Approximation by sampling

Another approach adopted by scientists is to solve the system \(f_k(x)=u\) for many different choices of \(k\in B\) [12,13,14,15].

Mathematically speaking, this means that B is replaced by a finite set. Then each \(L_i(\Phi _f^u)\) is expressed as a subset of this finite set. This approach hereafter is referred as the sampling representation approach. In contrast with the CAD approach which provides an exact description of \(L_i(\Phi _f^u)\), the sampling representation approach provides an approximation. Note that there are different ways to choose the sample parameter points for the sampling representation. One way is to arrange all points equally distanced like a grid, and another way is to randomly sample from a distribution such as the uniform distribution on B, which is the one used in this paper. For an example of a case where a sampling representation with grid-like parameter sampling is used see [10, Figures 7–12].

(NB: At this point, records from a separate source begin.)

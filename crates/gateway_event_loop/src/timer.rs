//! Deadline queue used by the poll backend.

use crate::{TimerCallback, TimerId, MIN_REPEAT_INTERVAL};
use std::cmp::Reverse;
use std::collections::{BinaryHeap, HashMap};
use std::time::{Duration, Instant};

pub(crate) struct TimerEntry {
    pub interval: Duration,
    pub repeating: bool,
    /// `None` while the callback is running.
    pub callback: Option<TimerCallback>,
}

/// Min-heap of deadlines plus the live timer table.
///
/// Cancellation only removes the table entry; the stale heap slot is skipped
/// when it surfaces.
#[derive(Default)]
pub(crate) struct TimerQueue {
    deadlines: BinaryHeap<Reverse<(Instant, TimerId)>>,
    entries: HashMap<TimerId, TimerEntry>,
    next_id: u64,
}

impl TimerQueue {
    pub fn insert(&mut self, now: Instant, delay: Duration, repeating: bool, callback: TimerCallback) -> TimerId {
        self.next_id += 1;
        let id = TimerId::new(self.next_id);
        let interval = if repeating { delay.max(MIN_REPEAT_INTERVAL) } else { delay };
        self.entries.insert(
            id,
            TimerEntry {
                interval,
                repeating,
                callback: Some(callback),
            },
        );
        self.deadlines.push(Reverse((now + delay, id)));
        id
    }

    pub fn cancel(&mut self, id: TimerId) -> bool {
        self.entries.remove(&id).is_some()
    }

    pub fn is_empty(&self) -> bool {
        self.entries.is_empty()
    }

    /// Time until the earliest live deadline, `None` if no timer is pending.
    pub fn next_timeout(&mut self, now: Instant) -> Option<Duration> {
        while let Some(Reverse((deadline, id))) = self.deadlines.peek().copied() {
            if self.entries.contains_key(&id) {
                return Some(deadline.saturating_duration_since(now));
            }
            self.deadlines.pop();
        }
        None
    }

    /// Pops every timer whose deadline is at or before `now`.
    pub fn due(&mut self, now: Instant) -> Vec<TimerId> {
        let mut due = Vec::new();
        while let Some(Reverse((deadline, id))) = self.deadlines.peek().copied() {
            if deadline > now {
                break;
            }
            self.deadlines.pop();
            if self.entries.contains_key(&id) {
                due.push(id);
            }
        }
        due
    }

    /// Takes the callback of a due timer out of the table. One-shot timers are
    /// removed entirely.
    pub fn begin_fire(&mut self, id: TimerId) -> Option<(TimerCallback, bool)> {
        let entry = self.entries.get_mut(&id)?;
        let callback = entry.callback.take()?;
        let repeating = entry.repeating;
        if !repeating {
            self.entries.remove(&id);
        }
        Some((callback, repeating))
    }

    /// Puts a repeating timer's callback back and schedules its next run,
    /// unless it was cancelled while running.
    pub fn finish_fire(&mut self, id: TimerId, callback: TimerCallback, now: Instant) {
        if let Some(entry) = self.entries.get_mut(&id) {
            entry.callback = Some(callback);
            self.deadlines.push(Reverse((now + entry.interval, id)));
        }
    }
}

#[cfg(test)]
mod tests {
    use super::*;

    fn noop() -> TimerCallback {
        Box::new(|_| {})
    }

    #[test]
    fn test_due_order_and_lazy_cancel() {
        let mut queue = TimerQueue::default();
        let now = Instant::now();
        let late = queue.insert(now, Duration::from_millis(20), false, noop());
        let early = queue.insert(now, Duration::from_millis(10), false, noop());
        let cancelled = queue.insert(now, Duration::from_millis(5), false, noop());
        assert!(queue.cancel(cancelled));

        assert_eq!(queue.next_timeout(now), Some(Duration::from_millis(10)));
        assert_eq!(queue.due(now + Duration::from_millis(30)), vec![early, late]);
    }

    #[test]
    fn test_repeating_timer_is_rescheduled_after_fire() {
        let mut queue = TimerQueue::default();
        let now = Instant::now();
        let id = queue.insert(now, Duration::ZERO, true, noop());
        assert_eq!(queue.due(now), vec![id]);

        let (callback, repeating) = queue.begin_fire(id).unwrap();
        assert!(repeating);
        assert!(queue.begin_fire(id).is_none());
        queue.finish_fire(id, callback, now);
        assert_eq!(queue.next_timeout(now), Some(MIN_REPEAT_INTERVAL));
    }

    #[test]
    fn test_one_shot_is_removed_on_fire() {
        let mut queue = TimerQueue::default();
        let now = Instant::now();
        let id = queue.insert(now, Duration::ZERO, false, noop());
        queue.due(now);
        assert!(queue.begin_fire(id).is_some());
        assert!(queue.is_empty());
        assert!(!queue.cancel(id));
    }
}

Since we are motivated from the application, we should note that in a lab, it is usually not possible to design the experiment so that the parameter values are exactly the numbers that we decide. Therefore when the experiment is designed to have \(k=k^\star\), what happens is that k is a point in a neighborhood of \(k^\star\) and not necessarily \(k^\star\) itself. This can happen for example because of errors coming from the measurement tools or the noise from the environment. In such cases picking a point close to the boundaries of \(L_i(\Phi _f^u)\) could lead to a different result than what the experimentalist expects, if errors or noise push it over the boundary.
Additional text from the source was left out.